Which brings us back to the immediate issue of the day in Zurich on Friday. When Blatter and his executive committee sit down to grapple with the problem of exactly when to stage the 2022 World Cup, the implications of whatever they decide will have far-reaching consequences, again as a result of what is stated – or rather NOT stated – in the bid registration document.

“The final competitions of the FIFA World Cup are scheduled to take place as follows: the 21st edition in June and/or July 2018; the 22nd edition in June and/or July 2022,” the document says.

Key to this is the definition of the word “scheduled” and whether Fifa can justifiably (let alone linguistically) hide behind such terminology. Just as important is the fact that the expression “in principle” in terms of the World Cup being staged in summer – words used by Blatter and others to justify considering a switch – are absent from the text.

Those against a one-off shift to the northern hemisphere winter believe they can point directly to the bid registration document to back their case. Hence, for instance, the call by Australia for compensation on the basis that the competitive nature of the bidding process – in other words that they were all lobbying for a traditional June-July World Cup – was distorted.
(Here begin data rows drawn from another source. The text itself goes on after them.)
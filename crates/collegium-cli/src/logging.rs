//! Tracing subscriber setup.
//!
//! Library crates log through the `log` facade; the subscriber installed
//! here picks those records up alongside `tracing` events from the binary.
//! `RUST_LOG` always wins over the configured level and `-v` flags.

use std::fs::OpenOptions;
use std::path::PathBuf;
use std::sync::Mutex;

use anyhow::{Context, Result};
use collegium_core::config::LoggingConfig;
use tracing_subscriber::EnvFilter;

const CRATES: [&str; 4] = ["collegium", "collegium_cli", "collegium_core", "collegium_grid"];

/// Where log output goes.
#[derive(Debug, Clone, PartialEq, Eq)]
pub enum LogTarget {
    /// Standard error, with colors.
    Stderr,
    /// Append to a file, without colors.
    File(PathBuf),
    /// No subscriber is installed.
    Off,
}

impl LogTarget {
    /// Choose a target for the given logging section.
    ///
    /// The interactive grid owns the terminal, so it only logs when a
    /// file is configured.
    pub fn select(config: &LoggingConfig, interactive: bool) -> Self {
        match (config.file_path(), interactive) {
            (Some(path), _) => Self::File(path),
            (None, true) => Self::Off,
            (None, false) => Self::Stderr,
        }
    }
}

/// Filter directive for our crates at `level`, raised by `verbose`.
///
/// Dependencies stay at `warn` so HTTP client chatter does not drown the
/// grid's own events.
pub fn filter_directive(level: &str, verbose: u8) -> String {
    let level = match verbose {
        0 => level,
        1 => "debug",
        _ => "trace",
    };
    let mut directive = String::from("warn");
    for name in CRATES {
        directive.push_str(&format!(",{name}={level}"));
    }
    directive
}

/// Install the global subscriber.
pub fn init(config: &LoggingConfig, verbose: u8, interactive: bool) -> Result<()> {
    let target = LogTarget::select(config, interactive);
    let filter = EnvFilter::try_from_default_env()
        .unwrap_or_else(|_| EnvFilter::new(filter_directive(&config.level, verbose)));

    match target {
        LogTarget::Off => Ok(()),
        LogTarget::Stderr => tracing_subscriber::fmt()
            .with_env_filter(filter)
            .with_writer(std::io::stderr)
            .try_init()
            .map_err(|e| anyhow::anyhow!("failed to install logger: {e}")),
        LogTarget::File(path) => {
            if let Some(parent) = path.parent().filter(|p| !p.as_os_str().is_empty()) {
                std::fs::create_dir_all(parent)
                    .with_context(|| format!("creating log directory {}", parent.display()))?;
            }
            let file = OpenOptions::new()
                .create(true)
                .append(true)
                .open(&path)
                .with_context(|| format!("opening log file {}", path.display()))?;
            tracing_subscriber::fmt()
                .with_env_filter(filter)
                .with_ansi(false)
                .with_writer(Mutex::new(file))
                .try_init()
                .map_err(|e| anyhow::anyhow!("failed to install logger: {e}"))
        }
    }
}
As so often, the devil is in the detail and, as I say, is open to interpretation. But any change of date would, as many have remarked, potentially invalidate deals done with broadcasters, especially those in the United States. There are, in fact, a whole myriad of complex issues Blatter and his inner sanctum will have to address when they sit down for the two-day exco meeting beginning on Thursday before the FIFA president takes on the world’s media at a press conference 24 hours later.

The fact is that ultimately 14 members of FIFA’s exco – albeit a very different make-up to today’s composition – ignored the recommendations of FIFA’s own inspection report group which ranked Qatar second from bottom among the five contenders for 2022. Blatter himself wasn’t one of them. By all accounts he voted for the United States over Qatar in order for China to be Asia’s next host, possibly in 2026, rather than the tiny Gulf state four years earlier.

The whole process was flawed from the start. Hence the decision, as part of FIFA’s much-trumpeted reform process, to allow its entire 209-nation membership to choose future World Cup hosts, not that this will be easy either.

Hence, too, today’s furore over the whole winter-summer Qatar debacle. Now it’s up to the new-look exco to try and come up with a compromise solution that will satisfy the majority of stakeholders – clubs, leagues, national associations, broadcasters and, last but by no means least, the failed bidders.

As I said earlier, extensive further discussions with all those involved seems likely to be the outcome (some would suggest a fudged one) but sooner rather than later an actual replacement date will have to be reached.

Unless (that word again) there is some Machievellian plot for Garcia to complete his work first, just in case he comes up with explosive fresh evidence that requires a revote and prevents Qatar staging the World Cup at all – winter, summer or any other time.

Which is, of course, exactly what certain among their opponents would like to happen whether they admit it or not.